__Action item__.
From the entries below, count every line that contains the word "runtime". Please give the number and nothing else.

__Stored data entries__.
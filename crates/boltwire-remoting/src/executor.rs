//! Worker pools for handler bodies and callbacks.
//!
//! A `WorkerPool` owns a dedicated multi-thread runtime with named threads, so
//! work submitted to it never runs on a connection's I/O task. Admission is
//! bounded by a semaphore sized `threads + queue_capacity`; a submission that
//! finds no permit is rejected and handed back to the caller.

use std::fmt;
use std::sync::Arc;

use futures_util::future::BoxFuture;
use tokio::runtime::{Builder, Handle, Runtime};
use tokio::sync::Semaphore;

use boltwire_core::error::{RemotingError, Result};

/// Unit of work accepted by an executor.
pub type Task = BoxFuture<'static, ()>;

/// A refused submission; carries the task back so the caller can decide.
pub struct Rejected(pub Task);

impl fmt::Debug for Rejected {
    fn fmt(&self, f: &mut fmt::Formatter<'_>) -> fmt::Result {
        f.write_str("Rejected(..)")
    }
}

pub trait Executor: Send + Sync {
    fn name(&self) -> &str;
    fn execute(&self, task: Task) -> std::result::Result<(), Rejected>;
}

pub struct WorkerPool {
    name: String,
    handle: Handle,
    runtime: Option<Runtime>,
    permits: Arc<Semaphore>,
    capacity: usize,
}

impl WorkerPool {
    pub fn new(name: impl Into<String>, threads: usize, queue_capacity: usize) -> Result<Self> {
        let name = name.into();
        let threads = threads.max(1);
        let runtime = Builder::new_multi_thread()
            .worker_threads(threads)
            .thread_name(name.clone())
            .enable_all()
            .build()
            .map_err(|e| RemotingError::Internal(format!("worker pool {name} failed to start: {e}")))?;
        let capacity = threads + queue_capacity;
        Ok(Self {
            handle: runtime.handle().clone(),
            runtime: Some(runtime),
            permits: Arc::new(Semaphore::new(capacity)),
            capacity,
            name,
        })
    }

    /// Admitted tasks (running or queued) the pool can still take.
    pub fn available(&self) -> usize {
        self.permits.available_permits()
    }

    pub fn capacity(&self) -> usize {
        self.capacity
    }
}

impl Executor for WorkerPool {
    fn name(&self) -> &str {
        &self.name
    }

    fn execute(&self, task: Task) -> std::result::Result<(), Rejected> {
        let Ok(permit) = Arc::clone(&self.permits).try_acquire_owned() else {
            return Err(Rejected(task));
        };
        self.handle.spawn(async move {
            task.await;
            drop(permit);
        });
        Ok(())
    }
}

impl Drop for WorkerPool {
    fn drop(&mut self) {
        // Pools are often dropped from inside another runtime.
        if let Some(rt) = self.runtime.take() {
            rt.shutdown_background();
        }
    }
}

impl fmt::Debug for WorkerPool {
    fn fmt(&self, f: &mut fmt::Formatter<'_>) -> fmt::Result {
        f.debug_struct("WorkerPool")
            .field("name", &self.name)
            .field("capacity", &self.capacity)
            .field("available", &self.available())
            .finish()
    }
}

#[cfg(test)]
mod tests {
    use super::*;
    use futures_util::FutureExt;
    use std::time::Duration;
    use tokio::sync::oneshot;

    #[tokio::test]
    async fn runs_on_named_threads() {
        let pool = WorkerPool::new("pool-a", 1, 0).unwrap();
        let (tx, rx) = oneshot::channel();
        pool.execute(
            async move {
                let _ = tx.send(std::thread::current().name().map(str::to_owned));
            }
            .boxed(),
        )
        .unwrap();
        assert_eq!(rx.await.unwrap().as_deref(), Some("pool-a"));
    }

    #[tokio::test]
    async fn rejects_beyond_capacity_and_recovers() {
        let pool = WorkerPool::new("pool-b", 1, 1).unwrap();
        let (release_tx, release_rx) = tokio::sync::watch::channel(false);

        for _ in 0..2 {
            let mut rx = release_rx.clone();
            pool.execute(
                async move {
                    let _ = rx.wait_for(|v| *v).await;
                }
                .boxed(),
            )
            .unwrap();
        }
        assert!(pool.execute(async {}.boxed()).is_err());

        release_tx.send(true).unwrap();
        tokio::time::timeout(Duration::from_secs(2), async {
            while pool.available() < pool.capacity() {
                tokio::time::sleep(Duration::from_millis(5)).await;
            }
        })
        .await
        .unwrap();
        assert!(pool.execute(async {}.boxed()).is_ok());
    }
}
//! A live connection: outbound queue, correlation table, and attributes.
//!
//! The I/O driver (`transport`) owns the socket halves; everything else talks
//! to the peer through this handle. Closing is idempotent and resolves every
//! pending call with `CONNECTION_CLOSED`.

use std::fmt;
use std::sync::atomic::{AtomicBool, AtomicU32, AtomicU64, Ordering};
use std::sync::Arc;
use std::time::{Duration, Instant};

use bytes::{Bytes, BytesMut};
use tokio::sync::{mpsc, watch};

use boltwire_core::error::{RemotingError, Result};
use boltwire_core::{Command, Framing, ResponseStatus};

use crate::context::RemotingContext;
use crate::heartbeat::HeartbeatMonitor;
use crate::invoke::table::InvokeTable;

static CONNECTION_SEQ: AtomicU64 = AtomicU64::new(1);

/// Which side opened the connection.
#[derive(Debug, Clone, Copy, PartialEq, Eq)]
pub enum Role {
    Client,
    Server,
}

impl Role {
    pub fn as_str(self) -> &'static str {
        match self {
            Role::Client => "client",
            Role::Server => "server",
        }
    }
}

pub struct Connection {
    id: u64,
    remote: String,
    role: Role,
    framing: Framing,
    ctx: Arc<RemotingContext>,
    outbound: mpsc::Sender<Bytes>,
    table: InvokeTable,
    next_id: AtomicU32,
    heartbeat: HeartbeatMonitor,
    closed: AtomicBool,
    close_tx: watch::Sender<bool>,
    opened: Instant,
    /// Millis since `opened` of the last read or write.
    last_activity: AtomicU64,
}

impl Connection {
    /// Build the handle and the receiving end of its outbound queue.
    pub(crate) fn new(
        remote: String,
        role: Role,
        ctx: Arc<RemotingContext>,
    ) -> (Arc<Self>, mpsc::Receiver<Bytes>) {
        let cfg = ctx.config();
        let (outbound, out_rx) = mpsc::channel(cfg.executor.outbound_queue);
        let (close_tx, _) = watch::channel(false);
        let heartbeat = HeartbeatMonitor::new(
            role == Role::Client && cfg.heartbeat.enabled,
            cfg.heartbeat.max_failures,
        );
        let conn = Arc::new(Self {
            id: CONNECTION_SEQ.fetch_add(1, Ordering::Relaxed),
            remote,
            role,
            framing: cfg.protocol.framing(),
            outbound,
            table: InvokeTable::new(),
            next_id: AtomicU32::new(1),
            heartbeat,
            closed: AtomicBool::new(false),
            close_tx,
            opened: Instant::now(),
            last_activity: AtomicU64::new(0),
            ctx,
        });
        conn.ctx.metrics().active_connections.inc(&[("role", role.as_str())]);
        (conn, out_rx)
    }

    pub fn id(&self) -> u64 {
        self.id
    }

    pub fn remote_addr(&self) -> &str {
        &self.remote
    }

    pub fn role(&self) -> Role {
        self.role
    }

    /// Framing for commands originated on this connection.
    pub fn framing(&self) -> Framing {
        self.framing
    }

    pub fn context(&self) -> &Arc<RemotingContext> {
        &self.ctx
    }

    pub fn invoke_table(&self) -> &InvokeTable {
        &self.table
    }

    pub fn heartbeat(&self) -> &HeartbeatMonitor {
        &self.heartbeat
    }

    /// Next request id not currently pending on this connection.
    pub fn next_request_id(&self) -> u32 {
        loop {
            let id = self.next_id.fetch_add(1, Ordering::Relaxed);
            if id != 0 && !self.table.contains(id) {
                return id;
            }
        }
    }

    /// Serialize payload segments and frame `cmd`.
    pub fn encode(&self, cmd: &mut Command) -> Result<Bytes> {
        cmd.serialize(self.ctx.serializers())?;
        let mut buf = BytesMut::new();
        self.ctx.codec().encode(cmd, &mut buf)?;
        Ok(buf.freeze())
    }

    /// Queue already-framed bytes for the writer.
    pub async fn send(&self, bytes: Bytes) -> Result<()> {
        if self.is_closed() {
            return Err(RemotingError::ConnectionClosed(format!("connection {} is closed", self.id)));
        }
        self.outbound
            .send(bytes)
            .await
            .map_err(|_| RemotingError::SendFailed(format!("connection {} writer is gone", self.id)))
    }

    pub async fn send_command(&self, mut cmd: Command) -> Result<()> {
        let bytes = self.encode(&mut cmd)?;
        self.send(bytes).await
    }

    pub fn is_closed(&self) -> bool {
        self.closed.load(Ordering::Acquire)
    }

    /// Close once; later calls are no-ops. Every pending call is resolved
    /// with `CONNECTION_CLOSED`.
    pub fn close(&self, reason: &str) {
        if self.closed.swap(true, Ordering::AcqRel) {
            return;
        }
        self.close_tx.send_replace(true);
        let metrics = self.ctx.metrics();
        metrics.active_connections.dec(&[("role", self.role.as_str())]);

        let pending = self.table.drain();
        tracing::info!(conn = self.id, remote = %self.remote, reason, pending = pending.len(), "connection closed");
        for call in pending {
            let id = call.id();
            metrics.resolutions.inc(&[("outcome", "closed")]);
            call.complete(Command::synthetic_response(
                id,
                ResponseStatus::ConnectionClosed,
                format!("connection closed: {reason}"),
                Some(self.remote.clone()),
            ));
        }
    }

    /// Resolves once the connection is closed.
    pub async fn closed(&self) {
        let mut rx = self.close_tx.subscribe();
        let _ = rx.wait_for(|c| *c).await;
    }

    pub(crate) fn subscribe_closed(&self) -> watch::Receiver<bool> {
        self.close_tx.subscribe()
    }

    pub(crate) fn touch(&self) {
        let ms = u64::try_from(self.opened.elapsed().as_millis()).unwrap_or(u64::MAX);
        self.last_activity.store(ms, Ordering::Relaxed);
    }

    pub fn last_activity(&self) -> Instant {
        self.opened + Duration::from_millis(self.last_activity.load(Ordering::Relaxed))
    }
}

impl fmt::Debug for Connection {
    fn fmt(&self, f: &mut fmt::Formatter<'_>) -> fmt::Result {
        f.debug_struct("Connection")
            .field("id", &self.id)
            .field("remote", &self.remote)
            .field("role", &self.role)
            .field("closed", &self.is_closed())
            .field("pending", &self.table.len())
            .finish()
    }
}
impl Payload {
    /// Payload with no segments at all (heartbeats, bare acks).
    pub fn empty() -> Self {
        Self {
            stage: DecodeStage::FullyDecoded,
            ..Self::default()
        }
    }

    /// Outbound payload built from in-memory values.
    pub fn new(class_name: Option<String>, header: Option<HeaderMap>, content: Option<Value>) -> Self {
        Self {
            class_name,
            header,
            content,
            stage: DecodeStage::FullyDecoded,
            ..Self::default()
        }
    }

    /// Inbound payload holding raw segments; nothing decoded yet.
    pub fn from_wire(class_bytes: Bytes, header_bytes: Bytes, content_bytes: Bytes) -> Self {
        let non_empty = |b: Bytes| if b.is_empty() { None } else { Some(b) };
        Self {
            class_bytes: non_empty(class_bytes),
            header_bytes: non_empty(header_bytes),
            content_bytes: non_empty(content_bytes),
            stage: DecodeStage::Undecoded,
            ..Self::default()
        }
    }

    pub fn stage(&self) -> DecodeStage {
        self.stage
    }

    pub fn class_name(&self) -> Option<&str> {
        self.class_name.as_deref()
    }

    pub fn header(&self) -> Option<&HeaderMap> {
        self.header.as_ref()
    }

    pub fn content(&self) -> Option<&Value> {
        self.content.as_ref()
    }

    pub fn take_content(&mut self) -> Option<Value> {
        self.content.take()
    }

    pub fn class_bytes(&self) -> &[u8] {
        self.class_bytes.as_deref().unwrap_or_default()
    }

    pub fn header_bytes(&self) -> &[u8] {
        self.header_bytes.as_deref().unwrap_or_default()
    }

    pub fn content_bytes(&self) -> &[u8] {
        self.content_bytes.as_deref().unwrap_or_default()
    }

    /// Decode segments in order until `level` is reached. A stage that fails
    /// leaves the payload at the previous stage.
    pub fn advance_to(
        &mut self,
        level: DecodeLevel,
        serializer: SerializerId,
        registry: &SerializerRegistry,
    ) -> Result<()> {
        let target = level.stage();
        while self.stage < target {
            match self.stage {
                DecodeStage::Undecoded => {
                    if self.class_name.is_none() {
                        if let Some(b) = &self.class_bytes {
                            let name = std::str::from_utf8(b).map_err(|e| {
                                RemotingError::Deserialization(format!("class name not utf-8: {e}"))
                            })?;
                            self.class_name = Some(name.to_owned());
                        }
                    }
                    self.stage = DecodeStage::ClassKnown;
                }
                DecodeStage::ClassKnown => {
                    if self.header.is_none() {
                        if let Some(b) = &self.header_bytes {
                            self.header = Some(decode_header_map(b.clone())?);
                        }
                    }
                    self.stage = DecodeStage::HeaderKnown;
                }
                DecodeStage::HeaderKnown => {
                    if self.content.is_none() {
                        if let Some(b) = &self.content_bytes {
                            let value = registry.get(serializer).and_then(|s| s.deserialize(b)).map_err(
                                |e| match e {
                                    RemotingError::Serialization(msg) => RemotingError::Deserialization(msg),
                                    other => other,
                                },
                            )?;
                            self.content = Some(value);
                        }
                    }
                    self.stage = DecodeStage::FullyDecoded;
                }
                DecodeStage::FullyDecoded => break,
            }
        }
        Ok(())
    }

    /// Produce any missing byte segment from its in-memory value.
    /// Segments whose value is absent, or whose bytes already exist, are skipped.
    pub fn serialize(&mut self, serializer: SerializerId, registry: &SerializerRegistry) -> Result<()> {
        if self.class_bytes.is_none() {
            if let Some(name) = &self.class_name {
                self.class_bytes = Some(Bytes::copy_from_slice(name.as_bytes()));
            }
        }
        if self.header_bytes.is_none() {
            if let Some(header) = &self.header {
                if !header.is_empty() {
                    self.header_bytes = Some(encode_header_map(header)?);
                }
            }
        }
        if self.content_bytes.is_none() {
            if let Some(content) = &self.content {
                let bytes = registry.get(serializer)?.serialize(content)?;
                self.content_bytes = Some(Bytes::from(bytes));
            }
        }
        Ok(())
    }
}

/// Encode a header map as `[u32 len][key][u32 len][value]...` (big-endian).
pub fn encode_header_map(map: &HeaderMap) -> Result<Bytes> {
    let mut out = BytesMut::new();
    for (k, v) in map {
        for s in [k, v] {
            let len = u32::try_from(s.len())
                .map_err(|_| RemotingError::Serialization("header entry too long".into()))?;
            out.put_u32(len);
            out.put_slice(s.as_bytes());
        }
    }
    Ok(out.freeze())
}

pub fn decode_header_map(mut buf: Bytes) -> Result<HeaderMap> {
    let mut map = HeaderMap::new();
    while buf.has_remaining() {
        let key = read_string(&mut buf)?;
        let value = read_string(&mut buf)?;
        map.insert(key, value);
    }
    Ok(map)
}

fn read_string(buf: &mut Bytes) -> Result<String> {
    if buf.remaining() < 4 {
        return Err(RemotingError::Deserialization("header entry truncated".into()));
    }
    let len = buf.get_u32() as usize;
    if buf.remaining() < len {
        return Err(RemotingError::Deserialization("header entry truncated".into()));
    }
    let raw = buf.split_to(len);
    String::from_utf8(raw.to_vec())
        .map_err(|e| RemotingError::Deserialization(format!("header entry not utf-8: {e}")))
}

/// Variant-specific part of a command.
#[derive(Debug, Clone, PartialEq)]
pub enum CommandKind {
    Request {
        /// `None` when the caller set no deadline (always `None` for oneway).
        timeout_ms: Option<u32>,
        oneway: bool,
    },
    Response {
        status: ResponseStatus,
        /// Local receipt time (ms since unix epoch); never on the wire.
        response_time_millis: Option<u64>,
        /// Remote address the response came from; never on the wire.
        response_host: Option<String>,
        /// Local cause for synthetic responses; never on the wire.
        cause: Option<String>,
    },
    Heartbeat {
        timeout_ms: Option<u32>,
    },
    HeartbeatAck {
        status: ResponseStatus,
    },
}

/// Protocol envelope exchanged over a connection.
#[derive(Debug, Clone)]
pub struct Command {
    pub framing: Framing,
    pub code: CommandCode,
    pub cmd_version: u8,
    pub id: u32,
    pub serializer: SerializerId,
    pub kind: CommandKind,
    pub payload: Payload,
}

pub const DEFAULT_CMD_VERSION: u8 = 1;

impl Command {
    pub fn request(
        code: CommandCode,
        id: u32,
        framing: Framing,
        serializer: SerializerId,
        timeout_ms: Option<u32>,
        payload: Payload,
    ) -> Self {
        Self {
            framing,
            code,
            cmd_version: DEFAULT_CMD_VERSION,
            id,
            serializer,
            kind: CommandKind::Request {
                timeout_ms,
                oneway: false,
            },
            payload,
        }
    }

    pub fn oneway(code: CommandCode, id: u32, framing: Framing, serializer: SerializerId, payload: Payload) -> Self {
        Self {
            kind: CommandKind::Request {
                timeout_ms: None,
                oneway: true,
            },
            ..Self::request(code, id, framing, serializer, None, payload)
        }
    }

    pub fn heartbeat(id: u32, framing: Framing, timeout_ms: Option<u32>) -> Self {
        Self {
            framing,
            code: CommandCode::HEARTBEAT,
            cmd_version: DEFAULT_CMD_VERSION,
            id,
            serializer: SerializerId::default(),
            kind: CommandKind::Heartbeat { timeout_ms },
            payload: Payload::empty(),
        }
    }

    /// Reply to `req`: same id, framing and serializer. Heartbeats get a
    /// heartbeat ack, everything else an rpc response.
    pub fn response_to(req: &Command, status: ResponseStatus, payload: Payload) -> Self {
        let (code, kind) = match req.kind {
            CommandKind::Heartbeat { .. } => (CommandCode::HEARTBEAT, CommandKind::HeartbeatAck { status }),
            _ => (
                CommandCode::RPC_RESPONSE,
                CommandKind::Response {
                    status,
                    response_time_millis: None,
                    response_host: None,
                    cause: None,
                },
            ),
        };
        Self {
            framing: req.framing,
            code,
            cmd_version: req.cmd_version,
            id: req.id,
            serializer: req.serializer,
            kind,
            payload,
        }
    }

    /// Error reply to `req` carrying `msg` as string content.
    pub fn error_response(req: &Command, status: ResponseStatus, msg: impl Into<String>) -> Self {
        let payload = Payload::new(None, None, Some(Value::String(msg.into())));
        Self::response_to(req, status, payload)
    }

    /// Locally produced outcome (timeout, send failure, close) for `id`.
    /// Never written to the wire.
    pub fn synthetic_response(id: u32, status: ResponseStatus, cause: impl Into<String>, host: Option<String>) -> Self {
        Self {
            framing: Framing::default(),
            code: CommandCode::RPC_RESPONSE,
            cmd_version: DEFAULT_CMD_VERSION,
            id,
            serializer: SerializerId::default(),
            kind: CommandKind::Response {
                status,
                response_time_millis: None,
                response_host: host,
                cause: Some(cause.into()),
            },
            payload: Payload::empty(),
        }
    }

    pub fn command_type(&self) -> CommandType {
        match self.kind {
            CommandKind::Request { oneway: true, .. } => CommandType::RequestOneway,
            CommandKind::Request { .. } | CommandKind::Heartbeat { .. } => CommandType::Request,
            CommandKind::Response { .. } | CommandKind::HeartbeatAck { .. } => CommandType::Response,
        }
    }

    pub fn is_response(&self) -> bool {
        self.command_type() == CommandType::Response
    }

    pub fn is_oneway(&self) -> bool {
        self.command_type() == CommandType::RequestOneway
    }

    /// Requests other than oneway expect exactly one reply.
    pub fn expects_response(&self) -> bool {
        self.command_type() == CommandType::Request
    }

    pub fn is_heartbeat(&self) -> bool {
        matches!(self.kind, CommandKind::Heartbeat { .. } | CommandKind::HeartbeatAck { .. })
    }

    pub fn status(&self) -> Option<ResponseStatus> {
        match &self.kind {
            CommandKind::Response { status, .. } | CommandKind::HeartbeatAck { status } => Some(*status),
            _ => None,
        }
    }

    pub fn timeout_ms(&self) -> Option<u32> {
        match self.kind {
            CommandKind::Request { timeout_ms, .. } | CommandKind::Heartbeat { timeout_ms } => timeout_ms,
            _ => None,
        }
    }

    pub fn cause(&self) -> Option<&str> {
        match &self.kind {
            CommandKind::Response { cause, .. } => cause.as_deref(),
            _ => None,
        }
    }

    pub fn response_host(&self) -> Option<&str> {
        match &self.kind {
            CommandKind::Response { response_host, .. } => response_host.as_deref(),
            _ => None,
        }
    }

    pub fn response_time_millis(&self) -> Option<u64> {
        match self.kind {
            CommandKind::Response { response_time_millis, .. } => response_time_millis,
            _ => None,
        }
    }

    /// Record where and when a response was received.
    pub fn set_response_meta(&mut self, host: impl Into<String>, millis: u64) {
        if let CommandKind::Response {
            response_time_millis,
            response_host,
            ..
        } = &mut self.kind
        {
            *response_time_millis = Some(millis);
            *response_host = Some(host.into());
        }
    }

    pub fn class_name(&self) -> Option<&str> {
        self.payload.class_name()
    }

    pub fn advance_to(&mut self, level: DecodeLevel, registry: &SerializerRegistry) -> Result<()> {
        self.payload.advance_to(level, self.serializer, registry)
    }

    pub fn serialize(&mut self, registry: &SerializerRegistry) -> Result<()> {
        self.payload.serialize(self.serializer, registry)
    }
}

__Written response__.
8